Pernyataan tersebut dilontarkan Ketua Balai Pertimbangan Pemasyarakatan Hasanuddin Masaile sehubungan adanya tuntutan pihak tertentu yang meminta pengunduran diri Dirjen Pemasyarakatan Sri Puguh Budi Utami terkait kasus kaburnya terpidana kasus korupsi e-KTP Setya Novanto. Setya—terpidana 15 tahun penjara, kabur usai melakukan pemeriksaan kesehatan di Rumah Sakit Santosa, Bandung. Setya disebutkan berobat sejak Rabu 12 Juni dan menjalani rawat inap karena sakit pada lengannya. Saat ini Setya telah dipindahkan dari Lapas Sukamiskin, Bandung, ke Lapas Gunung Sindur, Kabupaten Bogor, yang merupakan Lapas berkeamanan super maksimum.
Menurut Hasanuddin, pembagian tugas itu dilakukan untuk membuat supervisi, kontrol dan pengendalian wewenang menjadi lebih efektif. Lapas, Rutan, Bapas dan Rupbasan itu berada dalam pengawasan langsung kantor wilayah. “Berobatnya Setya Novanto itu kewenangan wilayah, kecuali berobatnya keluar wilayah, izin diberikan pusat,” kata dia.
Menurut Hasanuddin, dirinya percaya akan sistem. Sistem, bagi dia, jauh lebih efektif daripada apa yang disebutnya ‘kontrol sana kontrol sini atau ngomong sana ngomong sini’. “Bila sistem yang kita bangun baik dan mengontrol dengan baik, insya Allah itu akan membantu lembaga berjalan dengan baik sesuai tugasnya,”kata mantan Sekretaris Jenderal Kementerian Hukum dan HAM tersebut. Hasanuddin melihat, Dirjen Utami selama ini justru merupakan figur yang sangat antusias menggalakkan penerapan sistem yang lebih baik bagi upaya efisiensi, efektivitas dan pemanusiaan sistem pemasyarakatan melalui program revitalisasi pemasyarakatan.
Senada dengan Hasanuddin, pemerhati pemasyarakatan Kris Budihardjo juga menanggapi skeptis tuntutan sebagian pihak tersebut. Bukan saja tidak yakin dengan efektivitas cara tersebut, Kris justru meragukan adanya keadilan dalam tuntutan langsung tersebut.

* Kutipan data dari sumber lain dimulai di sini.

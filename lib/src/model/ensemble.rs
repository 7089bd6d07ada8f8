//! Ensembles that average the predictions of several models.

use super::Model;
use crate::error::{PipelineError, Result};
use crate::table::Table;
use tracing::info;

/// Averages the predictions of several models.
pub struct EnsembleModel {
    name: String,
    models: Vec<Box<dyn Model>>,
}

impl EnsembleModel {
    /// Named `Ens([a, b, ...])` after its members.
    ///
    /// # Errors
    /// `InvalidArgument` for an empty model list.
    pub fn new(models: Vec<Box<dyn Model>>) -> Result<Self> {
        if models.is_empty() {
            return Err(PipelineError::InvalidArgument(
                "an ensemble needs at least one model".to_string(),
            ));
        }
        let names: Vec<String> = models.iter().map(|m| m.name()).collect();
        Ok(Self {
            name: format!("Ens([{}])", names.join(", ")),
            models,
        })
    }

    pub fn with_name(mut self, name: impl Into<String>) -> Self {
        self.name = name.into();
        self
    }

    pub fn models(&self) -> &[Box<dyn Model>] {
        &self.models
    }
}

impl std::fmt::Debug for EnsembleModel {
    fn fmt(&self, f: &mut std::fmt::Formatter<'_>) -> std::fmt::Result {
        f.debug_struct("EnsembleModel")
            .field("name", &self.name)
            .field("models", &self.models.iter().map(|m| m.name()).collect::<Vec<_>>())
            .finish()
    }
}

impl Model for EnsembleModel {
    fn name(&self) -> String {
        self.name.clone()
    }

    fn train(&mut self, data: &Table) -> Result<()> {
        for model in &mut self.models {
            info!(ensemble = %self.name, model = %model.name(), "training ensemble member");
            model.train(data)?;
        }
        Ok(())
    }

    fn predict(&self, data: &Table) -> Result<Vec<f64>> {
        let mut sum = vec![0.0; data.n_rows()];
        for model in &self.models {
            let predictions = model.predict(data)?;
            if predictions.len() != sum.len() {
                return Err(PipelineError::InvalidArgument(format!(
                    "{} returned {} predictions for {} rows",
                    model.name(),
                    predictions.len(),
                    sum.len()
                )));
            }
            for (acc, p) in sum.iter_mut().zip(predictions) {
                *acc += p;
            }
        }
        let k = self.models.len() as f64;
        Ok(sum.into_iter().map(|s| s / k).collect())
    }

    fn info(&self) -> serde_json::Value {
        self.models
            .iter()
            .map(|m| (m.name(), m.info()))
            .collect::<serde_json::Map<_, _>>()
            .into()
    }
}

#[cfg(test)]
mod tests {
    use super::*;
    use crate::model::{AverageModel, MedianModel};
    use crate::table::Column;

    struct Fixed(&'static str, Vec<f64>);

    impl Model for Fixed {
        fn name(&self) -> String {
            self.0.to_string()
        }
        fn train(&mut self, _: &Table) -> Result<()> {
            Ok(())
        }
        fn predict(&self, _: &Table) -> Result<Vec<f64>> {
            Ok(self.1.clone())
        }
        fn info(&self) -> serde_json::Value {
            serde_json::json!({ "fixed": self.1 })
        }
    }

    fn rows(n: usize) -> Table {
        Table::from_columns(vec![Column::from_f64s("tow", &vec![1.0; n])]).unwrap()
    }

    #[test]
    fn test_elementwise_mean() {
        let ens = EnsembleModel::new(vec![
            Box::new(Fixed("a", vec![1.0, 2.0])),
            Box::new(Fixed("b", vec![3.0, 6.0])),
        ])
        .unwrap();
        assert_eq!(ens.name(), "Ens([a, b])");
        assert_eq!(ens.predict(&rows(2)).unwrap(), vec![2.0, 4.0]);
        assert_eq!(ens.info()["b"]["fixed"][1], 6.0);
    }

    #[test]
    fn test_length_mismatch() {
        let ens = EnsembleModel::new(vec![
            Box::new(Fixed("a", vec![1.0, 2.0])),
            Box::new(Fixed("b", vec![3.0])),
        ])
        .unwrap();
        assert!(matches!(
            ens.predict(&rows(2)),
            Err(PipelineError::InvalidArgument(_))
        ));
    }

    #[test]
    fn test_empty_ensemble_rejected() {
        assert!(EnsembleModel::new(Vec::new()).is_err());
    }

    #[test]
    fn test_trains_all_members() {
        let table = Table::from_columns(vec![Column::from_f64s("tow", &[1.0, 2.0, 9.0])]).unwrap();
        let mut ens = EnsembleModel::new(vec![
            Box::new(AverageModel::new()),
            Box::new(MedianModel::new()),
        ])
        .unwrap();
        assert!(ens.predict(&table).is_err());
        ens.train(&table).unwrap();
        // mean 4, median 2
        assert_eq!(ens.predict(&table).unwrap(), vec![3.0; 3]);
        assert_eq!(ens.name(), "Ens([AverageModel, MedianModel])");
    }
}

“Saya melihat aturan, prosedur standard opersional (SOP) serta arahan sudah disampaikan, penguatan jajaran pemasyarakatan sudah dilakukan, yang melanggar pun begitu ketahuan segera ditindak. Kalau ada kesalahan di tingkat unit pelaksana teknis (UPT) lalu dirjen yang diganti, apakah efektif? Atau justru sebaliknya karena yang duduk nanti orang baru yang masih harus belajar, minimal beradaptasi. Selain itu, bagaimana dengan berbagai keberhasilan yang sudah dicapai, apakah akan kita abaikan dan menutup mata?” kata Kris, retoris.

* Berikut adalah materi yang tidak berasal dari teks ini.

//! End-to-end checks across preprocessing, partitioning, models and evaluation.

use atow::dataset::{fold_sizes, Dataset};
use atow::error::{PipelineError, Result};
use atow::evaluation::{win_rate, Evaluator, Metrics};
use atow::model::{AverageModel, EnsembleModel, MedianModel, Model};
use atow::preprocessing::{
    DerivedFeaturePreprocessor, PipelineRunner, PreprocessingCache, Preprocessor, Stage,
    DEFAULT_BYTES_LIMIT,
};
use atow::table::io::{read_csv, write_predictions};
use atow::table::{Column, Table};
use proptest::prelude::*;
use std::collections::HashSet;
use std::sync::atomic::{AtomicUsize, Ordering};
use std::sync::Arc;

fn flights(n: usize) -> Dataset {
    let ids: Vec<String> = (0..n).map(|i| format!("f{}", i)).collect();
    let id_refs: Vec<&str> = ids.iter().map(String::as_str).collect();
    let dates: Vec<String> = (0..n).map(|i| format!("2022-03-{:02}", i % 28 + 1)).collect();
    let date_refs: Vec<&str> = dates.iter().map(String::as_str).collect();
    let tow: Vec<f64> = (0..n).map(|i| 60_000.0 + i as f64 * 10.0).collect();
    let table = Table::from_columns(vec![
        Column::from_strs("flight_id", &id_refs),
        Column::from_strs("date", &date_refs),
        Column::from_f64s("tow", &tow),
    ])
    .unwrap();
    Dataset::new(table, "flights")
}

fn ids(dataset: &Dataset) -> Vec<String> {
    let column = dataset.table.column("flight_id").unwrap();
    (0..column.len()).filter_map(|row| column.key(row)).collect()
}

/// Counts calls so tests can tell a cache hit from a recomputation.
struct Counting {
    calls: Arc<AtomicUsize>,
}

impl Preprocessor for Counting {
    fn name(&self) -> &str {
        "counting"
    }

    fn process(&self, mut dataset: Dataset) -> Result<Dataset> {
        self.calls.fetch_add(1, Ordering::SeqCst);
        let n = dataset.len();
        dataset
            .table
            .insert_column(Column::from_f64s("doubled", &vec![2.0; n]))?;
        Ok(dataset)
    }
}

struct Failing;

impl Preprocessor for Failing {
    fn name(&self) -> &str {
        "failing"
    }

    fn process(&self, dataset: Dataset) -> Result<Dataset> {
        dataset.table.column("no_such_column")?;
        Ok(dataset)
    }
}

#[test]
fn cached_and_uncached_runs_agree() {
    let dir = tempfile::tempdir().unwrap();
    let calls = Arc::new(AtomicUsize::new(0));
    let cache = PreprocessingCache::open(dir.path(), DEFAULT_BYTES_LIMIT).unwrap();
    let cached = PipelineRunner::new(Some(cache))
        .stage(Stage::new(Counting { calls: calls.clone() }))
        .stage(Stage::new(DerivedFeaturePreprocessor::new()));
    let uncached = PipelineRunner::new(None)
        .stage(Stage::new(Counting { calls: Arc::new(AtomicUsize::new(0)) }))
        .stage(Stage::new(DerivedFeaturePreprocessor::new()));

    let expected = uncached.run(flights(20)).unwrap();
    let first = cached.run(flights(20)).unwrap();
    let second = cached.run(flights(20)).unwrap();

    assert_eq!(first, expected);
    assert_eq!(second, expected);
    assert_eq!(calls.load(Ordering::SeqCst), 1);
    assert!(cached.cache().unwrap().stats().hits >= 2);
}

#[test]
fn opted_out_stage_always_runs() {
    let dir = tempfile::tempdir().unwrap();
    let calls = Arc::new(AtomicUsize::new(0));
    let cache = PreprocessingCache::open(dir.path(), DEFAULT_BYTES_LIMIT).unwrap();
    let runner = PipelineRunner::new(Some(cache))
        .stage(Stage::new(Counting { calls: calls.clone() }).no_cache());

    runner.run(flights(5)).unwrap();
    runner.run(flights(5)).unwrap();
    assert_eq!(calls.load(Ordering::SeqCst), 2);
    assert!(runner.cache().unwrap().is_empty());
}

#[test]
fn cache_entries_survive_reopening() {
    let dir = tempfile::tempdir().unwrap();
    let calls = Arc::new(AtomicUsize::new(0));
    for _ in 0..2 {
        let cache = PreprocessingCache::open(dir.path(), DEFAULT_BYTES_LIMIT).unwrap();
        PipelineRunner::new(Some(cache))
            .stage(Stage::new(Counting { calls: calls.clone() }))
            .run(flights(8))
            .unwrap();
    }
    assert_eq!(calls.load(Ordering::SeqCst), 1);
}

#[test]
fn stage_failure_names_the_stage() {
    let runner = PipelineRunner::new(None)
        .stage(Stage::new(DerivedFeaturePreprocessor::new()))
        .stage(Stage::new(Failing));

    let err = runner.run(flights(3)).unwrap_err();
    match &err {
        PipelineError::StageFailed { stage, .. } => assert_eq!(stage, "failing"),
        other => panic!("expected StageFailed, got {:?}", other),
    }
    assert!(matches!(
        err.root_cause(),
        PipelineError::MissingColumn { column } if column == "no_such_column"
    ));
}

#[test]
fn average_of_ten_twenty_thirty() {
    let train = Table::from_columns(vec![Column::from_f64s("tow", &[10.0, 20.0, 30.0])]).unwrap();
    let test = Table::from_columns(vec![Column::from_f64s("x", &[1.0, 2.0])]).unwrap();

    let mut model = AverageModel::new();
    model.train(&train).unwrap();
    assert_eq!(model.predict(&test).unwrap(), vec![20.0, 20.0]);
}

#[test]
fn ensemble_averages_members() {
    let train = Table::from_columns(vec![Column::from_f64s("tow", &[10.0, 20.0, 60.0])]).unwrap();
    let mut ensemble = EnsembleModel::new(vec![
        Box::new(AverageModel::new()),
        Box::new(MedianModel::new()),
    ])
    .unwrap();
    ensemble.train(&train).unwrap();

    // mean 30, median 20
    let predictions = ensemble.predict(&train).unwrap();
    assert_eq!(predictions, vec![25.0, 25.0, 25.0]);
    assert_eq!(ensemble.name(), "Ens([AverageModel, MedianModel])");
}

#[test]
fn equal_mae_models_split_by_row() {
    let truth = [100.0, 200.0, 300.0];
    let m1 = vec![110.0, 190.0, 305.0];
    let m2 = vec![90.0, 210.0, 295.0];

    let mae1 = Metrics::mae(&truth, &m1);
    let mae2 = Metrics::mae(&truth, &m2);
    assert!((mae1 - 25.0 / 3.0).abs() < 1e-12);
    assert_eq!(mae1, mae2);

    // every row is a tie, so the first model takes all of them
    let rates = win_rate(&truth, &[("m1".to_string(), m1), ("m2".to_string(), m2)]).unwrap();
    assert_eq!(rates["m1"], 1.0);
    assert_eq!(rates["m2"], 0.0);
}

#[test]
fn evaluation_report_for_trained_baseline() {
    let (train, test) = flights(50).split(0.8, 3).unwrap();
    let mut model = MedianModel::new();
    model.train(&train.table).unwrap();
    let predictions = model.predict(&test.table).unwrap();

    let truth = test.table.dense_f64("tow").unwrap();
    let report = Evaluator::detailed().evaluate(&truth, &predictions).unwrap();
    assert_eq!(report.rmse, report.mse.sqrt());
    assert!(report.max_abs_error >= report.mae);
    assert!((0.0..=100.0).contains(&report.percent_near));
}

#[test]
fn predictions_file_has_one_row_per_flight() {
    let dir = tempfile::tempdir().unwrap();
    let path = dir.path().join("predictions.csv");
    let dataset = flights(4);
    let ids_column = dataset.table.column("flight_id").unwrap();
    write_predictions(&path, ids_column, &[1.0, 2.0, 3.5, 4.0]).unwrap();

    let written = read_csv(&path).unwrap();
    assert_eq!(written.column_names(), vec!["flight_id", "tow"]);
    assert_eq!(written.n_rows(), 4);
    assert_eq!(written.column("tow").unwrap().to_f64().unwrap()[2], Some(3.5));

    assert!(write_predictions(&path, ids_column, &[1.0]).is_err());
}

proptest! {
    #[test]
    fn split_partitions_rows(n in 2usize..300, percent in 0.05f64..0.95, seed in any::<u64>()) {
        let dataset = flights(n);
        let (train, test) = dataset.split(percent, seed).unwrap();
        prop_assert_eq!(train.len() + test.len(), n);

        let train_ids: HashSet<String> = ids(&train).into_iter().collect();
        let test_ids: HashSet<String> = ids(&test).into_iter().collect();
        prop_assert!(train_ids.is_disjoint(&test_ids));
        prop_assert_eq!(train_ids.len() + test_ids.len(), n);
    }

    #[test]
    fn split_is_deterministic(n in 2usize..200, seed in any::<u64>()) {
        let dataset = flights(n);
        let a = dataset.split(0.8, seed).unwrap();
        let b = dataset.split(0.8, seed).unwrap();
        prop_assert_eq!(a, b);
    }

    #[test]
    fn k_fold_test_sets_cover_every_row_once(n in 10usize..200, k in 2usize..10) {
        let dataset = flights(n);
        let folds = dataset.k_fold_split(k, 0).unwrap();
        prop_assert_eq!(folds.len(), k);

        let mut seen = Vec::new();
        for ((train, test), size) in folds.iter().zip(fold_sizes(n, k)) {
            prop_assert_eq!(test.len(), size);
            prop_assert_eq!(train.len() + test.len(), n);
            seen.extend(ids(test));
        }
        let unique: HashSet<&String> = seen.iter().collect();
        prop_assert_eq!(seen.len(), n);
        prop_assert_eq!(unique.len(), n);
    }

    #[test]
    fn win_rates_sum_to_one(
        rows in prop::collection::vec((-1e6f64..1e6, -1e6f64..1e6, -1e6f64..1e6), 1..50)
    ) {
        let truth: Vec<f64> = rows.iter().map(|r| r.0).collect();
        let a: Vec<f64> = rows.iter().map(|r| r.1).collect();
        let b: Vec<f64> = rows.iter().map(|r| r.2).collect();
        let rates = win_rate(&truth, &[("a".to_string(), a), ("b".to_string(), b)]).unwrap();
        prop_assert!((rates.values().sum::<f64>() - 1.0).abs() < 1e-9);
    }
}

Berkaitan dengan pemberian izin bagi Setya untuk berobat, Kris melihat yang terjadi bukanlah pemberian previlese sebagaimana banyak dituding sebagian kalangan. Ia melihat hal itu dari sisi hak narapidana di satu sisi, dan kekuatiran petugas Lapas di sisi lain. “Setya itu berpenyakit jantung, lalu tangannya mati rasa. Petugas pun wajar takut bila yang bersangkutan meninggal di tempat tanpa sedikit pun upaya pemberian pengobatan,” kata dia. [ ]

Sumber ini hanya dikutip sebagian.